Nelle condizioni attuali del mondo terrestre, tuttavia, non
bisogna credere che questa saggezza innata possa manifestarsi del tutto
spontaneamente come avveniva nell’epoca primordiale, perché bisogna tener conto
degli ostacoli frapposti a ciò dall’ambiente. L’essere in questione dovrà
dunque ricorrere ai mezzi appositamente esistenti per sormontare questi
ostacoli, il che equivale a dire ch’egli non è per nulla dispensato, come a
torto si potrebbe ritenere, dal ricollegarsi ad una «catena» iniziatica,
altrimenti, finché si trova nello stato umano, resterebbe semplicemente quel
che era al momento di entrarvi, e come immerso in una specie di «sonno»
spirituale che gli impedirebbe d’andar oltre nella sua via di realizzazione. A
rigore si potrebbe anche concepire che egli manifesti esteriormente, senza aver
bisogno di svilupparlo in modo graduale, lo stato che è proprio del cheng-ien, perché questo è ancora
soltanto al limite superiore del dominio exoterico; ma per tutto quanto si
trova al di là, l’iniziazione propriamente detta costituisce pur sempre
attualmente una condizione indispensabile, e peraltro anche sufficiente in un
caso del genere[3].
Apparentemente questo essere potrà allora passare attraverso gli stessi gradi
dell’iniziato che è semplicemente partito dallo stato di uomo ordinario, ma la
realtà sarà ben diversa; in effetti, non solo l’iniziazione invece di essere a
tutta prima esclusivamente virtuale com’è d’abitudine, sarà per lui immediatamente
effettiva, ma per di più egli «riconoscerà» questi gradi, se così ci si può
esprimere, come già presenti in lui in maniera paragonabile alla «reminiscenza»
platonica, la quale, senza dubbio, può anche avere un significato come questo.

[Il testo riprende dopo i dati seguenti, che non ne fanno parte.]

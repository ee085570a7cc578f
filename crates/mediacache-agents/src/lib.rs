// Copyright 2025 eraflo
//
// Licensed under the Apache License, Version 2.0 (the "License");
// you may not use this file except in compliance with the License.
// You may obtain a copy of the License at
//
//     http://www.apache.org/licenses/LICENSE-2.0
//
// Unless required by applicable law or agreed to in writing, software
// distributed under the License is distributed on an "AS IS" BASIS,
// WITHOUT WARRANTIES OR CONDITIONS OF ANY KIND, either express or implied.
// See the License for the specific language governing permissions and
// limitations under the License.

//! # Media Cache Agents
//!
//! The tactical layer of the cache. A [`MediaCache`] is the single entry
//! point a caller polls once per tick for one media category; a
//! [`MediaCacheSet`] fans those polls out across every category.

#![warn(missing_docs)]

pub mod media_agent;

pub use media_agent::{CacheStatus, LoadState, MediaCache, MediaCacheSet};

Tale caso è anche paragonabile, nel campo della conoscenza teorica, a quello di
qualcuno che possieda già interiormente la coscienza di certe verità
dottrinali, ma che sia incapace di esprimerle non avendo a sua disposizione i
termini appropriati, e però, una volta che le intenda enunciare, le riconosca
immediatamente e ne penetri per intero il significato senza dover fare alcun
lavoro per assimilarle. Può anche succedere, quand’egli si trovi in presenza
dei riti e dei simboli iniziatici, che questi gli appaiano come li avesse
sempre conosciuti, in certo qual modo «intemporalmente», avendo effettivamente
in sé quanto, di là e indipendentemente dalle forme particolari, ne costituisce
l’essenza stessa; in effetti questa conoscenza non ha in realtà alcun inizio
temporale, poiché risulta da un’acquisizione realizzata al di fuori del corso
dello stato umano, il quale solo è veramente condizionato dal tempo.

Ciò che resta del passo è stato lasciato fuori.